NORTH Korea has played an extremely clever game of nuclear blackmail with the rest of the world for several years -- extracting billions of dollars and getting international recognition for doing what they agreed to do and should have done all along.
Now, having signed a $4 billion nuclear deal last October that was to end all questions, they are up to their old tricks again.
Last fall North Korea agreed to freeze its nuclear program -- in exchange for light-water nuclear reactors financed by the United States, Japan, and South Korea. The White House was heavily criticized for extravagance. But it argued the alternatives were worse. Maybe, maybe not.

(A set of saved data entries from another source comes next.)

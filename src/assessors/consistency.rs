//! Consistency: naming conventions
//!
//! Classes should be CamelCase; functions (dunder methods excepted) and
//! assigned variables should be snake_case.

use super::base::{Assessor, AssessorSettings, NO_PYTHON_FILES};
use crate::models::AssessmentOutcome;
use crate::parsers::{self, python::line_of, ParsedFile};
use crate::scoring::clamp_score;
use anyhow::Result;
use regex::Regex;
use std::path::Path;
use std::sync::OnceLock;
use tree_sitter::Node;

fn camel_case() -> &'static Regex {
    static PATTERN: OnceLock<Regex> = OnceLock::new();
    PATTERN.get_or_init(|| Regex::new(r"^[A-Z][a-zA-Z0-9]*$").expect("valid regex"))
}

fn snake_case() -> &'static Regex {
    static PATTERN: OnceLock<Regex> = OnceLock::new();
    PATTERN.get_or_init(|| Regex::new(r"^[a-z_][a-z0-9_]*$").expect("valid regex"))
}

pub struct ConsistencyAssessor;

impl ConsistencyAssessor {
    pub fn new(_settings: &AssessorSettings) -> Self {
        Self
    }
}

#[derive(Default)]
struct NameCheck {
    total: usize,
    inconsistent: usize,
    details: Vec<String>,
}

impl NameCheck {
    fn check(
        &mut self,
        ok: bool,
        what: &str,
        name: &str,
        style: &str,
        file: &ParsedFile,
        line: usize,
    ) {
        self.total += 1;
        if !ok {
            self.inconsistent += 1;
            self.details.push(format!(
                "Inconsistent {} name: '{}' should be {}. ({}:{})",
                what,
                name,
                style,
                file.path.display(),
                line
            ));
        }
    }
}

/// Identifiers bound by an assignment target, unpacking tuple/list patterns.
fn bound_names<'t>(target: Node<'t>, out: &mut Vec<Node<'t>>) {
    match target.kind() {
        "identifier" => out.push(target),
        "pattern_list" | "tuple_pattern" | "list_pattern" | "list_splat_pattern" | "tuple"
        | "list" | "parenthesized_expression" => {
            let mut cursor = target.walk();
            for child in target.named_children(&mut cursor) {
                bound_names(child, out);
            }
        }
        _ => {}
    }
}

/// The node holding binding targets for statements that bind names.
fn binding_target(node: Node<'_>) -> Option<Node<'_>> {
    match node.kind() {
        "assignment" | "augmented_assignment" | "for_statement" | "for_in_clause" => {
            node.child_by_field_name("left")
        }
        "named_expression" => node.child_by_field_name("name"),
        _ => None,
    }
}

impl ConsistencyAssessor {
    fn check_file(&self, file: &ParsedFile, check: &mut NameCheck) {
        file.for_each_node(|node| match node.kind() {
            "class_definition" => {
                if let Some(name) = node.child_by_field_name("name") {
                    let name = file.text(name);
                    let ok = camel_case().is_match(name);
                    check.check(ok, "class", name, "CamelCase", file, line_of(node));
                }
            }
            "function_definition" => {
                if let Some(name) = node.child_by_field_name("name") {
                    let name = file.text(name);
                    if !name.starts_with("__") {
                        let ok = snake_case().is_match(name);
                        check.check(ok, "function", name, "snake_case", file, line_of(node));
                    }
                }
            }
            _ => {
                if let Some(target) = binding_target(node) {
                    let mut names = Vec::new();
                    bound_names(target, &mut names);
                    for ident in names {
                        let name = file.text(ident);
                        let ok = snake_case().is_match(name);
                        check.check(ok, "variable", name, "snake_case", file, line_of(ident));
                    }
                }
            }
        });
    }
}

impl Assessor for ConsistencyAssessor {
    fn id(&self) -> &'static str {
        "consistency"
    }

    fn description(&self) -> &'static str {
        "Naming conventions: CamelCase classes, snake_case functions and variables"
    }

    fn assess(&self, codebase: &Path) -> Result<AssessmentOutcome> {
        let files = parsers::python_files(codebase);
        if files.is_empty() {
            return Ok(AssessmentOutcome::neutral(0.0, NO_PYTHON_FILES));
        }
        let parsed = parsers::parse_files(&files);

        let mut check = NameCheck::default();
        for file in &parsed.files {
            self.check_file(file, &mut check);
        }

        if check.total == 0 {
            return Ok(AssessmentOutcome::neutral(10.0, "No relevant names found to check."));
        }

        let consistent = check.total - check.inconsistent;
        let ratio = consistent as f64 / check.total as f64;
        let mut details = vec![format!(
            "Naming consistency: {:.2}% ({}/{} consistent)",
            ratio * 100.0,
            consistent,
            check.total
        )];
        details.extend(check.details);

        Ok(AssessmentOutcome::new(clamp_score(ratio * 10.0), details)
            .with_metric("names_checked", check.total)
            .with_metric("inconsistent_names", check.inconsistent))
    }
}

Now the North wants to break what US envoy Robert Gallucci says was an airtight deal -- by insisting the nuclear reactors be built by some country other than South Korea. It feels skittish about all those South Koreans crossing the border with state-of-the-art equipment. Apparently Ambassador Gallucci did not get the North to sign on the dotted line about South Korea as supplier. Why not? In any event, it has become a loophole the North is exploiting on the eve of the Nuclear Non-Proliferation Treaty meeting on April 12. (Mr. Gallucci's deal was sealed just prior to the November elections).
The administration must try to hold firm on the deal it struck -- if for no other reason than to avoid a ''North Korean precedent'' for other states willing to barter for NPT membership.

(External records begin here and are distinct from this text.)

//! LLM API client supporting Anthropic, OpenAI and Ollama backends
//!
//! Blocking calls over ureq; the comparison pipeline is synchronous, so no
//! async runtime is involved.

use crate::ai::{AiError, AiResult};
use serde_json::{json, Value};
use std::env;
use std::fmt;
use std::str::FromStr;
use std::time::Duration;

/// Supported LLM backends
#[derive(Debug, Clone, Copy, PartialEq, Eq, Default)]
pub enum LlmBackend {
    #[default]
    Anthropic,
    OpenAi,
    Ollama,
}

impl LlmBackend {
    pub fn env_key(&self) -> &'static str {
        match self {
            LlmBackend::Anthropic => "ANTHROPIC_API_KEY",
            LlmBackend::OpenAi => "OPENAI_API_KEY",
            LlmBackend::Ollama => "OLLAMA_MODEL",
        }
    }

    pub fn signup_url(&self) -> &'static str {
        match self {
            LlmBackend::Anthropic => "https://console.anthropic.com/settings/keys",
            LlmBackend::OpenAi => "https://platform.openai.com/api-keys",
            LlmBackend::Ollama => "https://ollama.ai (no key needed, just run locally)",
        }
    }

    pub fn default_model(&self) -> &'static str {
        match self {
            LlmBackend::Anthropic => "claude-sonnet-4-20250514",
            LlmBackend::OpenAi => "gpt-4o",
            LlmBackend::Ollama => "llama3.1:8b",
        }
    }

    pub fn api_url(&self) -> &'static str {
        match self {
            LlmBackend::Anthropic => "https://api.anthropic.com/v1/messages",
            LlmBackend::OpenAi => "https://api.openai.com/v1/chat/completions",
            LlmBackend::Ollama => "http://localhost:11434/v1/chat/completions",
        }
    }

    pub fn requires_api_key(&self) -> bool {
        !matches!(self, LlmBackend::Ollama)
    }

    pub fn as_str(&self) -> &'static str {
        match self {
            LlmBackend::Anthropic => "anthropic",
            LlmBackend::OpenAi => "openai",
            LlmBackend::Ollama => "ollama",
        }
    }
}

impl fmt::Display for LlmBackend {
    fn fmt(&self, f: &mut fmt::Formatter<'_>) -> fmt::Result {
        f.write_str(self.as_str())
    }
}

impl FromStr for LlmBackend {
    type Err = AiError;

    fn from_str(s: &str) -> Result<Self, Self::Err> {
        match s.trim().to_lowercase().as_str() {
            "anthropic" | "claude" => Ok(LlmBackend::Anthropic),
            "openai" => Ok(LlmBackend::OpenAi),
            "ollama" => Ok(LlmBackend::Ollama),
            other => Err(AiError::ConfigError(format!(
                "unknown LLM backend '{}' (expected anthropic, openai or ollama)",
                other
            ))),
        }
    }
}

#[derive(Debug, Clone, PartialEq)]
pub struct AiConfig {
    pub backend: LlmBackend,
    pub model: Option<String>,
    pub max_tokens: u32,
    pub temperature: f32,
    pub timeout_secs: u64,
}

impl Default for AiConfig {
    fn default() -> Self {
        Self {
            backend: LlmBackend::default(),
            model: None,
            // A score line plus one sentence
            max_tokens: 256,
            temperature: 0.0,
            timeout_secs: 120,
        }
    }
}

impl AiConfig {
    pub fn model(&self) -> &str {
        self.model
            .as_deref()
            .unwrap_or_else(|| self.backend.default_model())
    }
}

/// Unified LLM client
pub struct AiClient {
    config: AiConfig,
    api_key: String,
    agent: ureq::Agent,
}

fn make_agent(timeout_secs: u64) -> ureq::Agent {
    ureq::config::Config::builder()
        .http_status_as_error(false)
        .timeout_global(Some(Duration::from_secs(timeout_secs)))
        .build()
        .new_agent()
}

impl AiClient {
    pub fn new(config: AiConfig, api_key: impl Into<String>) -> Self {
        let agent = make_agent(config.timeout_secs);
        Self {
            config,
            api_key: api_key.into(),
            agent,
        }
    }

    /// Build a client, reading the backend's API key from the environment.
    pub fn from_env(mut config: AiConfig) -> AiResult<Self> {
        if !config.backend.requires_api_key() {
            if let Ok(model) = env::var("OLLAMA_MODEL") {
                config.model.get_or_insert(model);
            }
            return Ok(Self::new(config, "ollama"));
        }

        let env_key = config.backend.env_key();
        let api_key = env::var(env_key)
            .ok()
            .filter(|key| !key.trim().is_empty())
            .ok_or_else(|| AiError::MissingApiKey {
                env_var: env_key.to_string(),
                signup_url: config.backend.signup_url().to_string(),
            })?;

        Ok(Self::new(config, api_key))
    }

    pub fn backend(&self) -> LlmBackend {
        self.config.backend
    }

    pub fn model(&self) -> &str {
        self.config.model()
    }

    /// One prompt in, one reply out.
    pub fn complete(&self, prompt: &str, system: Option<&str>) -> AiResult<String> {
        let backend = self.config.backend;
        let mut req = self
            .agent
            .post(backend.api_url())
            .header("Content-Type", "application/json");
        req = match backend {
            LlmBackend::Anthropic => req
                .header("x-api-key", &self.api_key)
                .header("anthropic-version", ANTHROPIC_VERSION),
            LlmBackend::OpenAi => req.header("Authorization", &format!("Bearer {}", self.api_key)),
            LlmBackend::Ollama => req,
        };

        let response = req
            .send_json(self.request_body(prompt, system))
            .map_err(|e| AiError::ApiError {
                status: 0,
                message: e.to_string(),
            })?;

        let status = response.status().as_u16();
        if status >= 400 {
            let message = response.into_body().read_to_string().unwrap_or_default();
            return Err(AiError::ApiError { status, message });
        }

        let reply: Value = response
            .into_body()
            .read_json()
            .map_err(|e| AiError::ParseError(e.to_string()))?;
        reply_text(backend, &reply)
    }

    /// Request JSON for the configured backend. Anthropic takes the system
    /// prompt as a top-level field; chat-completions APIs take it as a message.
    fn request_body(&self, prompt: &str, system: Option<&str>) -> Value {
        let model = self.config.model();
        let user = json!({"role": "user", "content": prompt});
        match (self.config.backend, system) {
            (LlmBackend::Anthropic, Some(system)) => json!({
                "model": model,
                "max_tokens": self.config.max_tokens,
                "temperature": self.config.temperature,
                "system": system,
                "messages": [user],
            }),
            (LlmBackend::Anthropic, None) => json!({
                "model": model,
                "max_tokens": self.config.max_tokens,
                "temperature": self.config.temperature,
                "messages": [user],
            }),
            (_, system) => {
                let mut messages = Vec::with_capacity(2);
                if let Some(system) = system {
                    messages.push(json!({"role": "system", "content": system}));
                }
                messages.push(user);
                json!({
                    "model": model,
                    "max_tokens": self.config.max_tokens,
                    "temperature": self.config.temperature,
                    "messages": messages,
                })
            }
        }
    }
}

const ANTHROPIC_VERSION: &str = "2023-06-01";

/// Text of the first reply block.
fn reply_text(backend: LlmBackend, reply: &Value) -> AiResult<String> {
    let text = match backend {
        LlmBackend::Anthropic => reply
            .get("content")
            .and_then(Value::as_array)
            .and_then(|blocks| {
                blocks
                    .iter()
                    .find(|b| b.get("type").and_then(Value::as_str) == Some("text"))
            })
            .and_then(|b| b.get("text"))
            .and_then(Value::as_str),
        LlmBackend::OpenAi | LlmBackend::Ollama => reply
            .pointer("/choices/0/message/content")
            .and_then(Value::as_str),
    };
    text.map(str::to_string)
        .ok_or_else(|| AiError::ParseError(format!("No reply text in {} response", backend)))
}

#[cfg(test)]
mod tests {
    use super::*;

    #[test]
    fn test_backend_parsing() {
        assert_eq!("Claude".parse::<LlmBackend>().unwrap(), LlmBackend::Anthropic);
        assert_eq!(" openai ".parse::<LlmBackend>().unwrap(), LlmBackend::OpenAi);
        assert_eq!("ollama".parse::<LlmBackend>().unwrap(), LlmBackend::Ollama);
        assert!(matches!(
            "gemini".parse::<LlmBackend>(),
            Err(AiError::ConfigError(_))
        ));
        assert_eq!(LlmBackend::OpenAi.to_string(), "openai");
    }

    #[test]
    fn test_config_model() {
        let config = AiConfig::default();
        assert_eq!(config.model(), "claude-sonnet-4-20250514");

        let config = AiConfig {
            model: Some("custom-model".to_string()),
            ..Default::default()
        };
        assert_eq!(config.model(), "custom-model");
    }

    #[test]
    fn test_ollama_needs_no_key() {
        let client = AiClient::from_env(AiConfig {
            backend: LlmBackend::Ollama,
            model: Some("tiny".to_string()),
            ..Default::default()
        })
        .unwrap();
        assert_eq!(client.backend(), LlmBackend::Ollama);
        assert_eq!(client.model(), "tiny");
    }

    fn client(backend: LlmBackend) -> AiClient {
        AiClient::new(
            AiConfig {
                backend,
                model: Some("m".to_string()),
                ..Default::default()
            },
            "key",
        )
    }

    #[test]
    fn test_request_body_places_system_prompt() {
        let body = client(LlmBackend::Anthropic).request_body("hi", None);
        assert!(body.get("system").is_none());
        assert_eq!(body["messages"][0]["role"], "user");
        assert_eq!(body["max_tokens"], 256);

        let body = client(LlmBackend::Anthropic).request_body("hi", Some("be terse"));
        assert_eq!(body["system"], "be terse");
        assert_eq!(body["messages"].as_array().unwrap().len(), 1);

        let body = client(LlmBackend::OpenAi).request_body("hi", Some("be terse"));
        assert_eq!(body["messages"][0]["role"], "system");
        assert_eq!(body["messages"][1]["content"], "hi");
        assert_eq!(body["model"], "m");
    }

    #[test]
    fn test_reply_text_per_backend() {
        let anthropic = json!({"content": [
            {"type": "thinking", "thinking": "..."},
            {"type": "text", "text": "Score: 7"}
        ]});
        assert_eq!(reply_text(LlmBackend::Anthropic, &anthropic).unwrap(), "Score: 7");

        let openai = json!({"choices": [{"message": {"role": "assistant", "content": "Score: 4"}}]});
        assert_eq!(reply_text(LlmBackend::Ollama, &openai).unwrap(), "Score: 4");

        assert!(matches!(
            reply_text(LlmBackend::OpenAi, &json!({"choices": []})),
            Err(AiError::ParseError(_))
        ));
    }
}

North Korea suspended its NPT membership two years ago when traces of plutonium were found during routine UN inspections. Prior to that North Koreans insisted they did not have nuclear weapons-grade material -- though they had sunk billions over 10 years into reprocessing plants that produce the stuff.
The CIA estimates North Korea may have several nuclear devices, and could make more if it processes spent fuel rods.
Some experts insist North Korea is really just a paranoid nation that wants to join the international community. They note North Korea's potential destructiveness on the Pacific Rim and counsel steady patience.
Others say patience simply offers more time to develop weapons.
The White House warns that a breach of the agreement will mean no economic benefits. But dictatorships don't always make a healthy consumer economy their first priority.